Wednesday, November 16, 2011

Thoughts on Omnibus Crime Bill C-10

I am writing as a concerned citizen who had grown use to living in a much warmer country than it feels now.  Our government is behaving like a bunch of children who get to say "I told you so".  They insist on behaving with omnipotent authority with no concern for what our society actually wants them to do.  When they won the mandate to govern, I do not believe that gave them the mandate to issue into law within 100 days everything their little hearts desire.  Previous to now, I do not believe that it has ever been assumed that you get to ram everything you want down the throat of Parliament just because "you can".

The latest is their lumping of nine bills into one omnibus crime bill that is going to cost us a lot of money in the long run and will likely have our prisons run by private enterprise.  The massive penal colonies that have sprung up here and there in the United States have been proven less than effective.  The owners, having run out of options in the south are lobbying in the Northern State to build an empire here.  There can be no mistake about the fact that costs will soar and the governments will have no interest in funding the required prisons.  Ultimately and amazingly enough, private enterprise will be there to do it more cheaply than the government could ever hope to do it so we will sell all of the prisons to corporations to run for a profit.  Now that is all pure speculation but it does somehow sound familiar, does it not?  The Canadian Bar Association has said that the bill "would move Canada along a road that has failed in other countries, at great expense".  The Bar is more concerned with justice and rehabilitation it seems than with penalizing; somewhat like I think most Canadians that I know feel.

Prime Minister Harper claims that Canadians support tough on crime laws.  Well, he is referring to the 40% who voted for him I would suppose because I have not seen any independent polls to indicate that.  Mr. McGuinty has told Mr. Harper that Ontario has no intent to budget more money for prisoners that the Federal government wants to create.  Quebec has also refused to pay for a strategy that has been tried, and failed.

Indications of the hopelessness of the Omnibus Crime Bill have been proven failures in many of the United States.  Conservative Texans are warning us not to follow a failed fill-the-prisons approach to justice.  If the Texans, who house the highest proportion of its citizens in prisons are advising against it, we really should be paying attention.
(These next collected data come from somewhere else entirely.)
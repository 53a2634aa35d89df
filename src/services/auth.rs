// SPDX-License-Identifier: MIT
// Copyright 2026 Roland Dreier <roland@rolandd.dev>

//! OAuth token lifecycle: reuse a stored token, refresh it silently, or run
//! the first-time interactive authorization.

use crate::error::{AppError, Result};
use crate::models::Credential;
use crate::services::callback;
use crate::services::strava::{StravaClient, TokenResponse};
use crate::services::token_store::TokenStore;
use chrono::Utc;
use std::time::Duration;

/// Owns the decision between reusing, refreshing, and newly obtaining
/// credentials. Every credential change is persisted before a token is
/// handed back.
pub struct AuthService {
    client: StravaClient,
    store: TokenStore,
    callback_port: u16,
    interactive_timeout: Duration,
}

impl AuthService {
    pub fn new(
        client: StravaClient,
        store: TokenStore,
        callback_port: u16,
        interactive_timeout: Duration,
    ) -> Self {
        Self {
            client,
            store,
            callback_port,
            interactive_timeout,
        }
    }

    /// Get a valid (non-expired) access token.
    ///
    /// - Stored and unexpired: returned directly, no network call.
    /// - Stored but expired: refreshed with the stored refresh token. On
    ///   failure the stored credential is left untouched; a transient
    ///   refresh failure must not destroy a possibly-valid refresh token.
    /// - Nothing stored: full interactive browser authorization.
    pub async fn obtain_valid_token(&self) -> Result<String> {
        match self.store.load()? {
            Some(credential) if !credential.is_expired(Utc::now()) => {
                tracing::info!("Stored access token is still valid");
                Ok(credential.access_token)
            }
            Some(credential) => {
                tracing::info!("Access token expired, refreshing");
                self.refresh(&credential).await
            }
            None => {
                tracing::info!("No stored credential, starting interactive authorization");
                self.interactive_authorization().await
            }
        }
    }

    async fn refresh(&self, credential: &Credential) -> Result<String> {
        let tokens = self.client.refresh_token(&credential.refresh_token).await?;
        let credential = self.persist(tokens)?;
        tracing::info!("Token refreshed and persisted");
        Ok(credential.access_token)
    }

    async fn interactive_authorization(&self) -> Result<String> {
        let redirect_uri = format!("http://localhost:{}", self.callback_port);
        let auth_url = self.client.authorize_url(&redirect_uri);

        if open::that(&auth_url).is_err() {
            tracing::warn!(url = %auth_url, "Could not open a browser; visit the URL manually");
        } else {
            tracing::info!("Waiting for authorization in the browser");
        }

        let code =
            callback::wait_for_authorization_code(self.callback_port, self.interactive_timeout)
                .await?;
        tracing::info!("Authorization code received");

        let tokens = self.client.exchange_code(&code).await?;
        let credential = self.persist(tokens)?;
        tracing::info!("Initial token pair persisted");
        Ok(credential.access_token)
    }

    fn persist(&self, tokens: TokenResponse) -> Result<Credential> {
        let credential = Credential {
            access_token: tokens.access_token,
            refresh_token: tokens.refresh_token,
            expires_at: tokens.expires_at,
        };
        self.store.save(&credential)?;
        Ok(credential)
    }
}
// SPDX-License-Identifier: MIT
// Copyright 2026 Roland Dreier <roland@rolandd.dev>

//! Application error types with per-stage exit codes.

/// Application error type covering the three pipeline stages plus storage.
#[derive(Debug, thiserror::Error)]
pub enum AppError {
    #[error("Authentication error: {0}")]
    Auth(String),

    #[error("Import error: {0}")]
    Import(String),

    #[error("Upload error: {0}")]
    Upload(String),

    #[error("Database error: {0}")]
    Database(String),

    #[error("Configuration error: {0}")]
    Config(#[from] crate::config::ConfigError),

    #[error("Internal error: {0}")]
    Internal(#[from] anyhow::Error),
}

impl AppError {
    /// Process exit code for a stage-fatal error, so unattended runs can
    /// tell which stage failed without parsing log output.
    pub fn exit_code(&self) -> i32 {
        match self {
            AppError::Auth(_) => 2,
            AppError::Import(_) => 3,
            AppError::Upload(_) => 4,
            AppError::Database(_) => 5,
            AppError::Config(_) => 6,
            AppError::Internal(_) => 1,
        }
    }
}

impl From<rusqlite::Error> for AppError {
    fn from(err: rusqlite::Error) -> Self {
        AppError::Database(err.to_string())
    }
}

/// Result type alias for the crate
pub type Result<T> = std::result::Result<T, AppError>;

#[cfg(test)]
mod tests {
    use super::*;

    #[test]
    fn exit_codes_are_distinct_per_stage() {
        let errors = [
            AppError::Auth("x".into()),
            AppError::Import("x".into()),
            AppError::Upload("x".into()),
            AppError::Database("x".into()),
        ];
        let mut codes: Vec<i32> = errors.iter().map(|e| e.exit_code()).collect();
        codes.sort_unstable();
        codes.dedup();
        assert_eq!(codes.len(), errors.len());
        assert!(codes.iter().all(|c| *c != 0));
    }
}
Part of the bill has to do with mandatory sentencing provisions.  It has been proven over the world that mandatory sentences backfire.  The end result is that they take precious resources from crime prevention programs and rehabilitation, and turn minor offenders into hardened criminals.  Prosecuting and sentencing the increased number of mandatory issues that should not result in prison time will clog the justice system and fill prisons.  This will force the provinces, who pay for most of our justice system, to raise taxes, increase debt, or cut spending on essential programs like health and education.  That sounds like a pretty classic lose-lose situation.

It is well known that there is over-representation of definable segments of our population that occupy prisons.  The crime bill will make the inequality that those segments represent even worse.  It's not tough on crime, it’s tough on Canadians suffering from mental illness, addictions, and poverty.  It targets youth for harsher punishments when it is a given in every other civilized area of the world that you rehabilitate and encourage youth if you want positive results.  It will also put more Aboriginal people in prison.  Whatever the reason is that these people are in prison, there are tasks to tackle to bring that representation of their population in prisons down.  Sending them to prison will just be the start of a vicious cycle of recidivism.

We need to make Canada safer, not meaner.  Our crime rate has been dropping and it doesn't seem the time to fix what ain't broke by taking our justice and penal system back decades.  If we are to continue to reduce crime, we should focus on what's already working - prevention and rehabilitation.  There are sufficient numbers of studies that indicate prevalence toward criminal activity.  I am certain that if Mr. Harper chose to, he could commission one for himself.  If we address the major causes of crime, it would make sense that the crime rate would drop even further.  Reducing inequality and supporting people who need help would go a long way toward bringing the existing prison population down.  Mr. Harper's bill would ultimately cut the resources that are attempting to move toward that goal.  It does not take a rocket scientist to guess that we may see increased crime because of that.